Nphet has ‘abandoned the science’ on Covid spread, claims professor

A health expert has claimed the National Public Health Emergency Team (Nphet) has “abandoned the science” regarding the spread of Covid-19.

Anthony Staines, a professor of health systems at Dublin City University, criticised what he said was a lack of action on ventilation, air filtration and contact tracing in schools.

Earlier this week, senior Nphet officials said Hepa air filters have no role in preventing infections in classrooms, and restated their belief that current high rates of infection among schoolchildren are the result of wider trends in the community rather than in-class transmission.

A new milestone was reached this weekend, with 100,000 children under the age of 15 infected with the virus to date. Half of these cases were reported in the past 12 weeks.


Prof Staines said a failure to provide Hepa air filters in classrooms and a lack of contact tracing have contributed to the current infection rate.

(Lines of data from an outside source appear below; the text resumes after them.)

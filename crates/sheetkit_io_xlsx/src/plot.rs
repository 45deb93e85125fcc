//! Plot rendering into a scoped temporary image embedded into a worksheet.

use std::fs;
use std::path::PathBuf;

use plotters::backend::BitMapBackend;
use plotters::coord::Shift;
use plotters::drawing::{DrawingArea, IntoDrawingArea};
use umya_spreadsheet::Spreadsheet;
use umya_spreadsheet::helper::coordinate::coordinate_from_index;
use umya_spreadsheet::structs::Image;
use umya_spreadsheet::structs::drawing::spreadsheet::MarkerType;

use crate::conf::{N_IDX_COL_INSERT_DEFAULT, NAME_FILE_PLOT_DEFAULT};
use crate::spec::{PlotEmbedError, ReportPlotEmbed, SpecPlotEmbedOptions};
use crate::util::derive_insert_position;

/// Drawing surface handed to the rendering callback.
pub type PlotSurface<'a> = DrawingArea<BitMapBackend<'a>, Shift>;

/// Render a plot through `render` into a temporary image and embed it into
/// `sheet_name`.
///
/// The image target is finalized on every path, including callback failure,
/// and the temporary file never outlives the call. On rendering failure the
/// worksheet is left untouched and the error propagates; on success the
/// returned report carries the anchor position and whether the temporary
/// file was removed.
pub fn embed_plot<F>(
    book: &mut Spreadsheet,
    sheet_name: &str,
    render: F,
    options: &SpecPlotEmbedOptions,
) -> Result<ReportPlotEmbed, PlotEmbedError>
where
    F: FnOnce(&PlotSurface<'_>) -> Result<(), String>,
{
    if options.width_px == 0 || options.height_px == 0 {
        return Err(PlotEmbedError::InvalidImageSize {
            width_px: options.width_px,
            height_px: options.height_px,
        });
    }
    if book.get_sheet_by_name(sheet_name).is_none() {
        return Err(PlotEmbedError::SheetNotFound(sheet_name.to_string()));
    }

    let path_file_image = options
        .path_file_image
        .clone()
        .unwrap_or_else(|| PathBuf::from(NAME_FILE_PLOT_DEFAULT));

    // The surface lives in this block only; `present` finalizes the image
    // target whether or not the callback succeeded.
    let result_render = {
        let surface = BitMapBackend::new(
            &path_file_image,
            (options.width_px, options.height_px),
        )
        .into_drawing_area();
        let result_draw = render(&surface);
        let result_present = surface
            .present()
            .map_err(|err| format!("image finalize failed: {err}"));
        result_draw.and(result_present)
    };
    if let Err(message) = result_render {
        // A partial image must neither be inserted nor outlive the call.
        let _ = fs::remove_file(&path_file_image);
        return Err(PlotEmbedError::RenderingFailed(message));
    }
    if let Err(err) = fs::metadata(&path_file_image) {
        return Err(PlotEmbedError::ImageWriteFailed(format!(
            "{}: {err}",
            path_file_image.display()
        )));
    }

    let Some(worksheet) = book.get_sheet_by_name_mut(sheet_name) else {
        let _ = fs::remove_file(&path_file_image);
        return Err(PlotEmbedError::SheetNotFound(sheet_name.to_string()));
    };

    let position = derive_insert_position(
        worksheet,
        options.row_start,
        options.col_start,
        N_IDX_COL_INSERT_DEFAULT,
    );
    let coordinate = coordinate_from_index(&position.col, &position.row);

    let mut marker = MarkerType::default();
    marker.set_coordinate(coordinate);
    let mut image = Image::default();
    let path_text = path_file_image.to_string_lossy();
    image.new_image(&path_text, marker);
    worksheet.add_image(image);

    // The library copies the image bytes at insert time; the file can go now.
    let if_image_file_deleted = fs::remove_file(&path_file_image).is_ok();

    Ok(ReportPlotEmbed {
        path_file_image,
        position,
        if_image_file_deleted,
    })
}

#[cfg(test)]
mod tests {
    use super::*;
    use crate::spec::SpecInsertPosition;
    use plotters::prelude::{ChartBuilder, LineSeries, RED, WHITE};

    fn build_book_with_rows(n_rows: u32) -> Spreadsheet {
        let mut book = umya_spreadsheet::new_file();
        let worksheet = book.get_sheet_mut(&0).unwrap();
        for row in 1..=n_rows {
            worksheet.get_cell_mut((1u32, row)).set_value(format!("r{row}"));
        }
        book
    }

    fn render_line_chart(surface: &PlotSurface<'_>) -> Result<(), String> {
        surface.fill(&WHITE).map_err(|err| err.to_string())?;
        let mut chart = ChartBuilder::on(surface)
            .build_cartesian_2d(0f64..10f64, 0f64..10f64)
            .map_err(|err| err.to_string())?;
        chart
            .draw_series(LineSeries::new(
                (0..10).map(|x| (f64::from(x), f64::from(x))),
                &RED,
            ))
            .map_err(|err| err.to_string())?;
        Ok(())
    }

    #[test]
    fn test_embed_lands_one_past_last_row_and_removes_temp_file() {
        let dir_tmp = tempfile::tempdir().unwrap();
        let path_file_image = dir_tmp.path().join("plot.png");
        let mut book = build_book_with_rows(5);

        let options = SpecPlotEmbedOptions {
            path_file_image: Some(path_file_image.clone()),
            ..Default::default()
        };
        let report = embed_plot(&mut book, "Sheet1", render_line_chart, &options).unwrap();

        assert_eq!(report.position, SpecInsertPosition { row: 6, col: 2 });
        assert!(report.if_image_file_deleted);
        assert!(!path_file_image.exists());

        let worksheet = book.get_sheet_by_name("Sheet1").unwrap();
        assert!(worksheet.get_image("B6").is_some());
    }

    #[test]
    fn test_explicit_position_anchors_image_exactly() {
        let dir_tmp = tempfile::tempdir().unwrap();
        let mut book = build_book_with_rows(5);

        let options = SpecPlotEmbedOptions {
            row_start: Some(3),
            col_start: Some(4),
            path_file_image: Some(dir_tmp.path().join("plot.png")),
            ..Default::default()
        };
        let report = embed_plot(&mut book, "Sheet1", render_line_chart, &options).unwrap();
        assert_eq!(report.position, SpecInsertPosition { row: 3, col: 4 });

        let worksheet = book.get_sheet_by_name("Sheet1").unwrap();
        assert!(worksheet.get_image("D3").is_some());
    }

    #[test]
    fn test_render_failure_propagates_and_leaves_no_file_or_image() {
        let dir_tmp = tempfile::tempdir().unwrap();
        let path_file_image = dir_tmp.path().join("plot.png");
        let mut book = build_book_with_rows(0);

        let options = SpecPlotEmbedOptions {
            path_file_image: Some(path_file_image.clone()),
            ..Default::default()
        };
        let result = embed_plot(
            &mut book,
            "Sheet1",
            |_surface| Err("no data to draw".to_string()),
            &options,
        );

        match result {
            Err(PlotEmbedError::RenderingFailed(message)) => {
                assert!(message.contains("no data to draw"));
            }
            other => panic!("expected RenderingFailed, got {other:?}"),
        }
        assert!(!path_file_image.exists());

        let worksheet = book.get_sheet_by_name("Sheet1").unwrap();
        assert!(worksheet.get_image("B1").is_none());
    }

    #[test]
    fn test_zero_sized_surface_is_rejected() {
        let mut book = build_book_with_rows(0);
        let options = SpecPlotEmbedOptions {
            width_px: 0,
            ..Default::default()
        };
        let result = embed_plot(&mut book, "Sheet1", render_line_chart, &options);
        assert!(matches!(
            result,
            Err(PlotEmbedError::InvalidImageSize { width_px: 0, .. })
        ));
    }

    #[test]
    fn test_unknown_sheet_is_an_error_before_rendering() {
        let dir_tmp = tempfile::tempdir().unwrap();
        let path_file_image = dir_tmp.path().join("plot.png");
        let mut book = build_book_with_rows(0);

        let options = SpecPlotEmbedOptions {
            path_file_image: Some(path_file_image.clone()),
            ..Default::default()
        };
        let result = embed_plot(&mut book, "Missing", render_line_chart, &options);
        assert!(matches!(result, Err(PlotEmbedError::SheetNotFound(_))));
        assert!(!path_file_image.exists());
    }
}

“What they have in common is they’ve all been rejected in various ways by Nphet,” he told Newstalk radio.

“We’ve seen that antigen testing has been brought in over the objections of Nphet, who have described it as ‘snake oil,’ and have seemed concerned that it might be abused in some way, and this general approach to disease control is getting us to where we are now.”

Prof Staines said that teachers are currently being tasked with a contact tracing role in schools that is more suited to public health officials.


“There’s no mention at all, for example, of reintroducing contact tracing in schools. At the moment, that’s being done by headteachers which seems a little unfair, it’s more obviously a role for public health," he said.

“But public health is neither allowed nor resourced to carry out contact tracing on the scale that’s required. All of this really suggests the Government’s view is narrow, and it suggests the Government’s view precisely reflects the public statements that Nphet have made.”

Nphet statements

At a Nphet briefing on Wednesday, deputy chief medical officer Dr Ronan Glynn said the major factor driving the rise in cases among younger schoolchildren remains socialisation outside the school setting.

This was not surprising given this age group is not vaccinated in a society that is almost entirely open, he said.


He said a whole range of mitigation measures should be in place in education but that didn’t mean “windows have to be kept open all the time”.

Prof Philip Nolan also said the high incidence in 5 to 12-year-olds was the result of earlier high incidence in 18 to 30-year-olds and other adults. “We first of all see it in the older community and then we see it in children.”

Hepa filters have an application in small spaces with a known source of infection, such as hospitals, he said. They must be placed near the source, he added.

“They are not useful in the far corner of a room with 20 to 30 people, where you don’t know the source of infection. You’re better off paying attention to mitigating measures that prevent close-range transmission,” he said.

Prof Nolan said a typical classroom is “quite big”, at least 150 cubic metres, or up to six times the size of a normal room.

It comes as a further 5,622 cases of Covid-19 were confirmed in the State on Saturday. The number of Covid patients in hospital fell to 487, the lowest level in almost four weeks.

The Government on Friday announced its most wide-ranging introduction of new restrictions this year after “stark” warnings from Nphet to take immediate action in the face of potential threat from the Omicron variant.

From Tuesday until at least January 9th, indoor hospitality will be limited to parties of up to six adults per table, while nightclubs will be closed and indoor events limited to half a venue’s capacity.

Advice has been issued that households should not host more than three other households in their home, while the use of the vaccine pass is to be extended to gyms and hotel bars and restaurants.